Detención, que fue celebrada por algunos Servidores Públicos como por ejemplo Irma Eréndira Sandoval (Secretaria de la Función Pública), varios medios de comunicación, ciertos columnistas y parte de la sociedad que le atribuye responsabilidad y no dudan sobre su “lógica” culpabilidad.

Lo anterior, por la publicidad y el contexto que las autoridades y “comunicadores” han realizado sobre las acusaciones que se le han imputado a Emilio Lozoya Austin.

Sin embargo, independientemente de su probable responsabilidad, lo anterior podría involucrar una indeseada violación a un derecho fundamental, a saber, la presunción de inocencia.

Esto, pues el principio de trato esencialmente consiste en que todo inculpado de un delito tiene derecho a que se presuma su inocencia mientras no se establezca legalmente su culpabilidad.

No obstante, debe decirse que la naturaleza y alcance de la presunción de inocencia no es limitativo al desarrollo del procedimiento, sino que esta regla también debe ser aplicada de manera extraprocesal.
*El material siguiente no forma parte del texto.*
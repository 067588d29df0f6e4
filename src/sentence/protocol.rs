//! # Sentence Protocol Constants
//!
//! Wire-level constants shared by the LK8EX1 and XCTRC sentences.

/// Start marker of every sentence
pub const SENTENCE_START: u8 = b'$';

/// Separator between the sentence body and its checksum
pub const CHECKSUM_SEPARATOR: u8 = b'*';

/// Separator between fields
pub const FIELD_SEPARATOR: char = ',';

/// Line terminator appended after the checksum
pub const SENTENCE_TERMINATOR: &str = "\r\n";

/// Maximum length of a rendered sentence in bytes, terminator included.
/// Both sentence kinds share this capacity.
pub const SENTENCE_CAPACITY: usize = 128;

/// Bytes reserved at the end of the buffer for `*XX\r\n`
pub const TRAILER_LEN: usize = 1 + 2 + SENTENCE_TERMINATOR.len();

/// LK8000 external instrument series 1 sentence tag
pub const LK8EX1_TAG: &str = "LK8EX1";

/// XCSoar native trace sentence tag
pub const XCTRC_TAG: &str = "XCTRC";

/// Raw pressure not available (6 nines). Makes the altitude field authoritative.
pub const PRESSURE_UNAVAILABLE: &str = "999999";

/// Temperature not available (2 nines)
pub const TEMPERATURE_UNAVAILABLE: &str = "99";

/// Number of reserved (always empty) XCTRC fields between climb rate and pressure
pub const XCTRC_RESERVED_FIELDS: usize = 3;

/// Nominal supply rail used to derive the XCTRC battery percentage
pub const NOMINAL_SUPPLY_VOLTAGE: f64 = 5.0;

/// Fixed-decimal precision of XCTRC latitude and longitude
pub const COORDINATE_PRECISION: usize = 6;

/// Fixed-decimal precision of XCTRC altitude, speed, climb rate and pressure
pub const MEASUREMENT_PRECISION: usize = 2;

/// Fixed-decimal precision of XCTRC heading
pub const HEADING_PRECISION: usize = 1;

/// Fixed-decimal precision of LK8EX1 battery voltage
pub const BATTERY_VOLTAGE_PRECISION: usize = 1;
//! Trait abstraction for serial port operations to enable testing

use async_trait::async_trait;
use std::io;
use tracing::debug;

use crate::error::{Result, TelemetryError};

/// Trait for serial port I/O operations
#[async_trait]
pub trait SerialPortIO: Send {
    /// Write all data to the port
    async fn write_all(&mut self, data: &[u8]) -> io::Result<()>;

    /// Flush the output buffer
    async fn flush(&mut self) -> io::Result<()>;
}

/// Opens the serial channel, again after every drop
pub trait SerialConnector: Send {
    type Port: SerialPortIO;

    /// Device description for logs
    fn describe(&self) -> String;

    /// Check the connection settings without touching the device
    ///
    /// # Errors
    ///
    /// Returns error if the settings can never open a channel
    fn validate(&self) -> Result<()> {
        Ok(())
    }

    /// Open the channel
    ///
    /// # Errors
    ///
    /// Returns error if the device is missing or refuses to open
    fn connect(&mut self) -> Result<Self::Port>;
}

/// Wrapper around tokio_serial::SerialStream that implements SerialPortIO
pub struct TokioSerialPort {
    port: tokio_serial::SerialStream,
}

impl TokioSerialPort {
    pub fn new(port: tokio_serial::SerialStream) -> Self {
        Self { port }
    }
}

#[async_trait]
impl SerialPortIO for TokioSerialPort {
    async fn write_all(&mut self, data: &[u8]) -> io::Result<()> {
        use tokio::io::AsyncWriteExt;
        self.port.write_all(data).await
    }

    async fn flush(&mut self) -> io::Result<()> {
        use tokio::io::AsyncWriteExt;
        self.port.flush().await
    }
}

/// Opens a serial-profile device (e.g. `/dev/rfcomm0`) with tokio-serial, 8N1
#[derive(Debug, Clone)]
pub struct TokioSerialConnector {
    path: String,
    baud_rate: u32,
}

impl TokioSerialConnector {
    pub fn new(path: &str, baud_rate: u32) -> Self {
        Self {
            path: path.to_string(),
            baud_rate,
        }
    }
}

impl SerialConnector for TokioSerialConnector {
    type Port = TokioSerialPort;

    fn describe(&self) -> String {
        self.path.clone()
    }

    fn validate(&self) -> Result<()> {
        if self.path.is_empty() {
            return Err(TelemetryError::Serial("serial port path is empty".to_string()));
        }
        if self.baud_rate == 0 {
            return Err(TelemetryError::Serial(format!(
                "invalid baud rate {} for {}",
                self.baud_rate, self.path
            )));
        }
        Ok(())
    }

    fn connect(&mut self) -> Result<TokioSerialPort> {
        use tokio_serial::SerialPortBuilderExt;

        debug!("Opening serial port {} at {} baud", self.path, self.baud_rate);
        let port = tokio_serial::new(&self.path, self.baud_rate)
            .data_bits(tokio_serial::DataBits::Eight)
            .parity(tokio_serial::Parity::None)
            .stop_bits(tokio_serial::StopBits::One)
            .flow_control(tokio_serial::FlowControl::None)
            .open_native_async()
            .map_err(|e| TelemetryError::Serial(format!("Failed to open {}: {}", self.path, e)))?;

        Ok(TokioSerialPort::new(port))
    }
}

#[cfg(test)]
pub mod mocks {
    use super::*;
    use std::sync::{Arc, Mutex};

    /// Mock serial port for testing
    #[derive(Clone)]
    pub struct MockSerialPort {
        pub written_data: Arc<Mutex<Vec<Vec<u8>>>>,
        pub write_error: Arc<Mutex<Option<io::ErrorKind>>>,
        pub flush_error: Arc<Mutex<Option<io::ErrorKind>>>,
    }

    impl MockSerialPort {
        pub fn new() -> Self {
            Self {
                written_data: Arc::new(Mutex::new(Vec::new())),
                write_error: Arc::new(Mutex::new(None)),
                flush_error: Arc::new(Mutex::new(None)),
            }
        }

        pub fn get_written_data(&self) -> Vec<Vec<u8>> {
            self.written_data.lock().unwrap().clone()
        }

        pub fn set_write_error(&self, error: io::ErrorKind) {
            *self.write_error.lock().unwrap() = Some(error);
        }

        pub fn clear_write_error(&self) {
            *self.write_error.lock().unwrap() = None;
        }

        pub fn set_flush_error(&self, error: io::ErrorKind) {
            *self.flush_error.lock().unwrap() = Some(error);
        }
    }

    #[async_trait]
    impl SerialPortIO for MockSerialPort {
        async fn write_all(&mut self, data: &[u8]) -> io::Result<()> {
            if let Some(error) = *self.write_error.lock().unwrap() {
                return Err(io::Error::new(error, "Mock write error"));
            }
            self.written_data.lock().unwrap().push(data.to_vec());
            Ok(())
        }

        async fn flush(&mut self) -> io::Result<()> {
            if let Some(error) = *self.flush_error.lock().unwrap() {
                return Err(io::Error::new(error, "Mock flush error"));
            }
            Ok(())
        }
    }

    /// Connector handing out clones of one mock port; fails while `available` is false
    #[derive(Clone)]
    pub struct MockConnector {
        pub port: MockSerialPort,
        pub available: Arc<Mutex<bool>>,
        pub attempts: Arc<Mutex<usize>>,
    }

    impl MockConnector {
        pub fn new(available: bool) -> Self {
            Self {
                port: MockSerialPort::new(),
                available: Arc::new(Mutex::new(available)),
                attempts: Arc::new(Mutex::new(0)),
            }
        }

        pub fn set_available(&self, available: bool) {
            *self.available.lock().unwrap() = available;
        }

        pub fn attempts(&self) -> usize {
            *self.attempts.lock().unwrap()
        }
    }

    impl SerialConnector for MockConnector {
        type Port = MockSerialPort;

        fn describe(&self) -> String {
            "mock".to_string()
        }

        fn connect(&mut self) -> Result<MockSerialPort> {
            *self.attempts.lock().unwrap() += 1;
            if *self.available.lock().unwrap() {
                Ok(self.port.clone())
            } else {
                Err(TelemetryError::Serial("mock device unavailable".to_string()))
            }
        }
    }
}
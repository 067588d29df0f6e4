//! Trait abstraction for the BLE GATT stack to enable testing

use std::sync::Arc;

use async_trait::async_trait;

use crate::error::Result;
use crate::link::LinkObserver;

/// IO capability announced during pairing
#[derive(Debug, Clone, Copy, PartialEq, Eq)]
pub enum IoCapability {
    DisplayOnly,
    DisplayYesNo,
    KeyboardOnly,
    NoInputNoOutput,
}

/// Pairing prompts an agent has to offer to announce an [`IoCapability`]
#[derive(Debug, Clone, Copy, PartialEq, Eq, Default)]
pub struct PairingPrompts {
    /// Show a passkey or PIN to the user
    pub display: bool,
    /// Let the user type a passkey or PIN
    pub keyboard: bool,
    /// Ask the user to confirm a numeric comparison
    pub confirm: bool,
}

impl IoCapability {
    /// Prompts matching this capability and no others
    pub fn pairing_prompts(self) -> PairingPrompts {
        match self {
            IoCapability::DisplayOnly => PairingPrompts {
                display: true,
                ..PairingPrompts::default()
            },
            IoCapability::DisplayYesNo => PairingPrompts {
                display: true,
                confirm: true,
                ..PairingPrompts::default()
            },
            IoCapability::KeyboardOnly => PairingPrompts {
                keyboard: true,
                ..PairingPrompts::default()
            },
            IoCapability::NoInputNoOutput => PairingPrompts::default(),
        }
    }
}

/// Link security posture
#[derive(Debug, Clone, Copy, PartialEq, Eq)]
pub struct SecurityConfig {
    /// Store keys so the peer can reconnect without pairing again
    pub bonding: bool,
    /// Require man-in-the-middle protection (passkey entry)
    pub mitm: bool,
    /// Require LE Secure Connections
    pub secure_connections: bool,
    /// Fixed 6-digit passkey shown to the user
    pub passkey: u32,
    pub io_capability: IoCapability,
}

impl SecurityConfig {
    /// Whether telemetry may only flow to a peer that completed pairing
    pub fn requires_authenticated_peer(&self) -> bool {
        self.mitm || self.bonding
    }
}

/// Operations the BLE transport needs from a GATT peripheral stack
///
/// Setup calls run once, in order: [`init`](Self::init),
/// [`configure_security`](Self::configure_security),
/// [`register_service`](Self::register_service),
/// [`start_advertising`](Self::start_advertising).
///
/// The stack reports connects and disconnects to the observer handed to
/// `register_service`. After a disconnect it must carry out the
/// [`ReconnectAction`](crate::link::ReconnectAction) the observer returns.
#[cfg_attr(test, mockall::automock)]
#[async_trait]
pub trait GattStack: Send {
    /// Bring the stack up under `device_name`, requesting `mtu` bytes per ATT packet
    async fn init(&mut self, device_name: &str, mtu: u16) -> Result<()>;

    /// Apply pairing and bonding requirements
    async fn configure_security(&mut self, security: SecurityConfig) -> Result<()>;

    /// Create the service with one read + notify characteristic
    async fn register_service(
        &mut self,
        service_uuid: &str,
        characteristic_uuid: &str,
        observer: Arc<dyn LinkObserver>,
    ) -> Result<()>;

    /// Start advertising `service_uuid`
    async fn start_advertising(&mut self, service_uuid: &str) -> Result<()>;

    /// Set the characteristic value and notify the subscribed peer
    async fn notify(&mut self, value: &[u8]) -> Result<()>;
}
//! # Reading Snapshots
//!
//! Scalar readings the sensor and navigation collaborators hand to the
//! encoder, one fresh snapshot per broadcast cycle. Values are formatted as
//! given; nothing here checks sensor sanity.

use chrono::{DateTime, Datelike, Timelike, Utc};
use serde::Deserialize;

use super::protocol::NOMINAL_SUPPLY_VOLTAGE;

/// UTC time of a GPS fix
#[derive(Debug, Clone, Copy, Default, PartialEq, Eq, Deserialize)]
#[serde(default)]
pub struct Timestamp {
    pub year: u16,
    pub month: u8,
    pub day: u8,
    pub hour: u8,
    pub minute: u8,
    pub second: u8,
    pub centisecond: u8,
}

impl Timestamp {
    /// Split a UTC date-time into sentence fields
    ///
    /// Centiseconds come from the sub-second nanoseconds divided by 10^7.
    /// A leap second (nanos >= 10^9) is capped at 99.
    pub fn from_datetime(time: &DateTime<Utc>) -> Self {
        Self {
            year: u16::try_from(time.year()).unwrap_or_default(),
            month: time.month() as u8,
            day: time.day() as u8,
            hour: time.hour() as u8,
            minute: time.minute() as u8,
            second: time.second() as u8,
            centisecond: (time.nanosecond() / 10_000_000).min(99) as u8,
        }
    }

    /// Current UTC time
    pub fn now() -> Self {
        Self::from_datetime(&Utc::now())
    }
}

/// One snapshot of everything the sentences can carry
///
/// Every field is optional on the JSON feed; missing values default to zero.
#[derive(Debug, Clone, Copy, Default, PartialEq, Deserialize)]
#[serde(default)]
pub struct Reading {
    /// Barometric altitude in meters
    pub altitude_m: i32,

    /// Filtered climb rate in cm/s
    pub climb_cps: i32,

    /// Supply voltage in volts
    pub supply_voltage: f32,

    /// UTC time of the GPS fix, stamped on receipt when absent
    pub time: Option<Timestamp>,

    /// Latitude in degrees
    pub latitude_deg: f64,

    /// Longitude in degrees
    pub longitude_deg: f64,

    /// GPS altitude above mean sea level in meters
    pub gps_altitude_m: f64,

    /// Ground speed in m/s
    pub ground_speed_mps: f64,

    /// Course over ground in degrees
    pub heading_deg: f64,

    /// Raw barometric sample in Pa, absent without a pressure sensor
    pub pressure_pa: Option<f64>,
}

impl Reading {
    /// Fill in a missing timestamp with the current UTC time
    pub fn stamped(mut self) -> Self {
        if self.time.is_none() {
            self.time = Some(Timestamp::now());
        }
        self
    }

    /// Navigation trace for the XCTRC sentence
    ///
    /// Uses the reading's own timestamp, or the current UTC time when the
    /// snapshot carries none.
    pub fn nav_trace(&self) -> NavTrace {
        NavTrace {
            time: self.time.unwrap_or_else(Timestamp::now),
            latitude_deg: self.latitude_deg,
            longitude_deg: self.longitude_deg,
            altitude_m: self.gps_altitude_m,
            ground_speed_mps: self.ground_speed_mps,
            heading_deg: self.heading_deg,
            climb_cps: self.climb_cps,
            pressure_pa: self.pressure_pa,
            supply_voltage: self.supply_voltage,
        }
    }
}

/// Inputs of the XCTRC navigation trace sentence
#[derive(Debug, Clone, Copy, Default, PartialEq)]
pub struct NavTrace {
    pub time: Timestamp,
    pub latitude_deg: f64,
    pub longitude_deg: f64,
    pub altitude_m: f64,
    pub ground_speed_mps: f64,
    pub heading_deg: f64,
    pub climb_cps: i32,
    pub pressure_pa: Option<f64>,
    pub supply_voltage: f32,
}

/// Battery indication in percent of the nominal 5 V supply rail
///
/// Over-volted supplies are clamped to 100, not reported as errors.
///
/// # Examples
///
/// ```
/// use vario_telemetry::sentence::reading::battery_percent;
///
/// assert_eq!(battery_percent(5.0), 100);
/// assert_eq!(battery_percent(6.0), 100);
/// assert_eq!(battery_percent(2.5), 50);
/// ```
pub fn battery_percent(supply_voltage: f32) -> u8 {
    let percent = (f64::from(supply_voltage) * 100.0 / NOMINAL_SUPPLY_VOLTAGE) as i32;
    percent.clamp(0, 100) as u8
}
//! # Configuration Module
//!
//! Handles loading and validating configuration from TOML files.

use serde::Deserialize;
use serde::de::Error;
use std::fs;
use std::path::Path;
use std::time::Duration;

use crate::error::{Result, TelemetryError};
use crate::sentence::encoder::SentenceKind;
use crate::transport::TransportKind;

/// Main configuration structure
#[derive(Debug, Deserialize, Clone, Default)]
pub struct Config {
    #[serde(default)]
    pub transport: TransportConfig,

    #[serde(default)]
    pub serial: SerialConfig,

    #[serde(default)]
    pub telemetry: TelemetryConfig,

    #[serde(default)]
    pub logging: LoggingConfig,
}

/// Link selection
#[derive(Debug, Deserialize, Clone)]
pub struct TransportConfig {
    #[serde(default = "default_transport_kind")]
    pub kind: TransportKind,
}

/// Serial-profile link configuration
#[derive(Debug, Deserialize, Clone)]
pub struct SerialConfig {
    #[serde(default = "default_serial_port")]
    pub port: String,

    #[serde(default = "default_baud_rate")]
    pub baud_rate: u32,

    #[serde(default = "default_reconnect_interval_ms")]
    pub reconnect_interval_ms: u64,
}

/// Broadcast configuration
#[derive(Debug, Deserialize, Clone)]
pub struct TelemetryConfig {
    #[serde(default = "default_sentence")]
    pub sentence: SentenceKind,

    #[serde(default = "default_interval_ms")]
    pub interval_ms: u64,

    #[serde(default = "default_stats_interval_sentences")]
    pub stats_interval_sentences: u64,
}

/// Logging configuration
#[derive(Debug, Deserialize, Clone)]
pub struct LoggingConfig {
    #[serde(default = "default_log_level")]
    pub level: String,

    /// Also write logs to daily-rotated files in this directory
    #[serde(default)]
    pub dir: Option<String>,
}

// Default value functions
fn default_transport_kind() -> TransportKind { TransportKind::Ble }

fn default_serial_port() -> String { "/dev/rfcomm0".to_string() }
fn default_baud_rate() -> u32 { 115200 }
fn default_reconnect_interval_ms() -> u64 { 1000 }

fn default_sentence() -> SentenceKind { SentenceKind::Lk8ex1 }
fn default_interval_ms() -> u64 { 500 }
fn default_stats_interval_sentences() -> u64 { 120 }

fn default_log_level() -> String { "info".to_string() }

impl Default for TransportConfig {
    fn default() -> Self {
        Self { kind: default_transport_kind() }
    }
}

impl Default for SerialConfig {
    fn default() -> Self {
        Self {
            port: default_serial_port(),
            baud_rate: default_baud_rate(),
            reconnect_interval_ms: default_reconnect_interval_ms(),
        }
    }
}

impl Default for TelemetryConfig {
    fn default() -> Self {
        Self {
            sentence: default_sentence(),
            interval_ms: default_interval_ms(),
            stats_interval_sentences: default_stats_interval_sentences(),
        }
    }
}

impl Default for LoggingConfig {
    fn default() -> Self {
        Self {
            level: default_log_level(),
            dir: None,
        }
    }
}

impl SerialConfig {
    pub fn reconnect_interval(&self) -> Duration {
        Duration::from_millis(self.reconnect_interval_ms)
    }
}

impl TelemetryConfig {
    pub fn interval(&self) -> Duration {
        Duration::from_millis(self.interval_ms)
    }
}

impl Config {
    /// Load configuration from a TOML file
    ///
    /// # Arguments
    ///
    /// * `path` - Path to the configuration file
    ///
    /// # Returns
    ///
    /// * `Result<Config>` - Loaded and validated configuration
    ///
    /// # Errors
    ///
    /// Returns error if:
    /// - File cannot be read
    /// - TOML parsing fails
    /// - Validation fails
    ///
    /// # Examples
    ///
    /// ```no_run
    /// use vario_telemetry::config::Config;
    ///
    /// let config = Config::load("config/default.toml")?;
    /// # Ok::<(), Box<dyn std::error::Error>>(())
    /// ```
    pub fn load<P: AsRef<Path>>(path: P) -> Result<Self> {
        let contents = fs::read_to_string(path)?;
        Self::parse(&contents)
    }

    /// Parse and validate configuration from TOML text
    pub fn parse(contents: &str) -> Result<Self> {
        let config: Config = toml::from_str(contents)?;
        config.validate()?;
        Ok(config)
    }

    /// Validate configuration values
    ///
    /// # Errors
    ///
    /// Returns error if any configuration value is out of valid range
    fn validate(&self) -> Result<()> {
        if self.transport.kind == TransportKind::Serial && self.serial.port.is_empty() {
            return Err(TelemetryError::Config(
                toml::de::Error::custom("serial port cannot be empty")
            ));
        }

        if ![9600, 19200, 38400, 57600, 115200, 230400, 460800, 921600].contains(&self.serial.baud_rate) {
            return Err(TelemetryError::Config(
                toml::de::Error::custom("baud_rate must be one of: 9600, 19200, 38400, 57600, 115200, 230400, 460800, 921600")
            ));
        }

        if self.serial.reconnect_interval_ms == 0 || self.serial.reconnect_interval_ms > 60000 {
            return Err(TelemetryError::Config(
                toml::de::Error::custom("reconnect_interval_ms must be between 1 and 60000")
            ));
        }

        if self.telemetry.interval_ms < 50 || self.telemetry.interval_ms > 60000 {
            return Err(TelemetryError::Config(
                toml::de::Error::custom("interval_ms must be between 50 and 60000")
            ));
        }

        if self.telemetry.stats_interval_sentences == 0 {
            return Err(TelemetryError::Config(
                toml::de::Error::custom("stats_interval_sentences must be greater than 0")
            ));
        }

        if !["trace", "debug", "info", "warn", "error"].contains(&self.logging.level.as_str()) {
            return Err(TelemetryError::Config(
                toml::de::Error::custom("logging level must be one of: trace, debug, info, warn, error")
            ));
        }

        if matches!(&self.logging.dir, Some(dir) if dir.is_empty()) {
            return Err(TelemetryError::Config(
                toml::de::Error::custom("logging dir cannot be empty when set")
            ));
        }

        Ok(())
    }
}
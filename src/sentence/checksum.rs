//! # NMEA Checksum and Framing
//!
//! XOR checksum used by NMEA-style sentences.
//!
//! The checksum covers every byte strictly between the leading `$` and the
//! `*` separator (or the end of the frame when there is no separator yet).
//! It is rendered as two uppercase hex digits after the `*`, followed by
//! `\r\n`.

use std::fmt::Write;

use super::buffer::SentenceBuffer;
use super::protocol::{CHECKSUM_SEPARATOR, SENTENCE_TERMINATOR};

/// Calculate the XOR checksum of a frame
///
/// # Arguments
///
/// * `frame` - Frame bytes starting with the start marker
///
/// # Returns
///
/// * `u8` - XOR of the bytes between the start marker and `*` or end of frame
///
/// # Examples
///
/// ```
/// use vario_telemetry::sentence::checksum::nmea_checksum;
///
/// assert_eq!(nmea_checksum(b"$*"), 0x00);
/// assert_eq!(nmea_checksum(b"$AB*"), b'A' ^ b'B');
/// ```
pub fn nmea_checksum(frame: &[u8]) -> u8 {
    frame
        .iter()
        .skip(1)
        .take_while(|&&byte| byte != CHECKSUM_SEPARATOR)
        .fold(0u8, |cksum, &byte| cksum ^ byte)
}

/// Close a frame: append `*` if missing, the checksum, and `\r\n`
///
/// The checksum is computed over whatever the buffer holds, so a truncated
/// body yields a checksum of the truncated content.
pub fn seal(buf: &mut SentenceBuffer) {
    let cksum = nmea_checksum(buf.as_bytes());

    if !buf.as_bytes().contains(&CHECKSUM_SEPARATOR) {
        buf.push_trailer("*");
    }

    let mut trailer = String::with_capacity(4);
    // Writing to a String cannot fail
    let _ = write!(trailer, "{:02X}{}", cksum, SENTENCE_TERMINATOR);
    buf.push_trailer(&trailer);
}
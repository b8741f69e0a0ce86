//! Event table keyed by node name.

use super::events::EventRecord;
use crate::utils::error::TableError;
use log::{debug, warn};
use std::collections::HashMap;

/// What to do when two records share a node name
#[derive(Debug, Clone, Copy, PartialEq, Eq, Default)]
pub enum DuplicatePolicy {
    /// The later record's values replace the earlier ones; the row keeps
    /// the position where the name was first seen
    #[default]
    LastWins,

    /// Fail on the first repeated name
    Reject,
}

/// Ordered rows, one per distinct node name
#[derive(Debug, Clone, Default, PartialEq)]
pub struct EventTable {
    rows: Vec<EventRecord>,
}

impl EventTable {
    /// Build a table from extracted records
    ///
    /// **Public** - main entry point for table construction
    ///
    /// # Errors
    /// * `TableError::DuplicateName` - repeated name under `DuplicatePolicy::Reject`
    pub fn build(
        records: Vec<EventRecord>,
        policy: DuplicatePolicy,
    ) -> Result<Self, TableError> {
        let mut rows: Vec<EventRecord> = Vec::with_capacity(records.len());
        let mut index: HashMap<String, usize> = HashMap::with_capacity(records.len());

        for record in records {
            match index.get(&record.name) {
                Some(&slot) => match policy {
                    DuplicatePolicy::LastWins => {
                        warn!(
                            "Duplicate node name '{}' ({} and {}), keeping the later one",
                            record.name, rows[slot].device, record.device
                        );
                        rows[slot] = record;
                    }
                    DuplicatePolicy::Reject => {
                        return Err(TableError::DuplicateName(record.name));
                    }
                },
                None => {
                    index.insert(record.name.clone(), rows.len());
                    rows.push(record);
                }
            }
        }

        debug!("Built event table with {} rows", rows.len());

        Ok(Self { rows })
    }

    pub fn rows(&self) -> &[EventRecord] {
        &self.rows
    }

    pub fn len(&self) -> usize {
        self.rows.len()
    }

    pub fn is_empty(&self) -> bool {
        self.rows.is_empty()
    }

    /// Row for a node name
    pub fn get(&self, name: &str) -> Option<&EventRecord> {
        self.rows.iter().find(|row| row.name == name)
    }

    pub fn into_rows(self) -> Vec<EventRecord> {
        self.rows
    }
}

#[cfg(test)]
mod tests {
    use super::*;

    fn record(name: &str, device: &str, in_op: i64) -> EventRecord {
        EventRecord {
            name: name.to_string(),
            start: 0,
            before_op: 0,
            in_op,
            after_op: 0,
            duration: in_op,
            scheduled: 0,
            timeline_label: String::new(),
            device: device.to_string(),
        }
    }

    #[test]
    fn test_unique_names_keep_every_row() {
        let table = EventTable::build(
            vec![record("a", "cpu", 1), record("b", "cpu", 2), record("c", "gpu", 3)],
            DuplicatePolicy::LastWins,
        )
        .unwrap();

        assert_eq!(table.len(), 3);
        let names: Vec<&str> = table.rows().iter().map(|r| r.name.as_str()).collect();
        assert_eq!(names, vec!["a", "b", "c"]);
    }

    #[test]
    fn test_last_wins_keeps_first_position() {
        let table = EventTable::build(
            vec![record("a", "cpu", 1), record("b", "cpu", 2), record("a", "gpu", 9)],
            DuplicatePolicy::LastWins,
        )
        .unwrap();

        assert_eq!(table.len(), 2);
        assert_eq!(table.rows()[0].name, "a");
        assert_eq!(table.rows()[0].in_op, 9);
        assert_eq!(table.get("a").unwrap().device, "gpu");
    }

    #[test]
    fn test_reject_duplicate() {
        let result = EventTable::build(
            vec![record("a", "cpu", 1), record("a", "gpu", 2)],
            DuplicatePolicy::Reject,
        );

        match result {
            Err(TableError::DuplicateName(name)) => assert_eq!(name, "a"),
            other => panic!("expected duplicate error, got {:?}", other),
        }
    }

    #[test]
    fn test_empty_table() {
        let table = EventTable::build(Vec::new(), DuplicatePolicy::Reject).unwrap();
        assert!(table.is_empty());
    }
}
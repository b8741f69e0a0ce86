use crate::aggregator::DuplicatePolicy;
use crate::chart::ChartConfig;
use std::path::PathBuf;

/// Arguments for the visualize command
///
/// **Public** - used by main.rs to construct from CLI args
#[derive(Debug, Clone)]
pub struct VisualizeArgs {
    /// RunMetadata file to read
    pub runmetadata_file: PathBuf,

    /// Plot only the N operations with the largest in-op time
    pub top_n: Option<usize>,

    /// Chart path; derived from `runmetadata_file` when unset
    pub output: Option<PathBuf>,

    /// Also write the event table as JSON
    pub json_output: Option<PathBuf>,

    /// Pin a named color map instead of picking one at random
    pub color_map: Option<String>,

    /// Seed for the random color map pick
    pub seed: Option<u64>,

    /// How repeated node names are handled
    pub duplicate_policy: DuplicatePolicy,

    /// Chart configuration
    pub chart_config: ChartConfig,

    /// Print text summary to stdout
    pub print_summary: bool,
}

impl Default for VisualizeArgs {
    fn default() -> Self {
        Self {
            runmetadata_file: PathBuf::new(),
            top_n: None,
            output: None,
            json_output: None,
            color_map: None,
            seed: None,
            duplicate_policy: DuplicatePolicy::LastWins,
            chart_config: ChartConfig::default(),
            print_summary: false,
        }
    }
}

/// Files produced by one run
#[derive(Debug, Clone, PartialEq, Eq)]
pub struct VisualizeOutcome {
    pub chart_path: PathBuf,
    pub json_path: Option<PathBuf>,
    pub rows_plotted: usize,
}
Me explico, la presunción de inocencia implica también el derecho fundamental a recibir la consideración y el trato de no partícipe en hechos de carácter delictivo y en consecuencia, que no se apliquen consecuencias anudadas a hechos de esta naturaleza. En pocas palabras, la Constitución no permite condenas anticipadas.

Lo anterior, pues tal y como en reiteradas ocasiones lo ha señalado la Suprema Corte de Justicia de la Nación, dada la trascendencia de una acusación en materia penal, la Constitución otorga al imputado una serie de derechos fundamentales a fin de garantizar que se efectúe un juicio justo en su contra, sin embargo, de nada sirven estos derechos cuando las autoridades encargadas de investigar el delito realizan diversas acciones que tienen como finalidad exponer públicamente a alguien como responsable del hecho delictivo, pues frente a estas acciones, se corre el enorme riesgo de condenar al denunciado antes de tiempo, ya que el centro de gravedad que corresponde al proceso como tal, se desplaza a la acusación pública realizada por la autoridad.

En esa tesitura, es que en el caso de Emilio Lozoya Austin puede existir una violación a su derecho fundamental de presunción de inocencia, pues se insiste, los señalamientos públicos influyeron tanto en la sociedad que pocos dudan sobre su culpabilidad.

Ante este escenario, lo cierto es que el verdadero juicio fue celebrado antes de la aparición de un juzgador e incluso antes de su extradición, pues hoy la realidad es que a Lozoya Austin y a su familia ya los juzgó la sociedad.

Finalmente, todo linchamiento mediático que no tiene más que la perversa intención de difamar resulta contraproducente a la sociedad mexicana.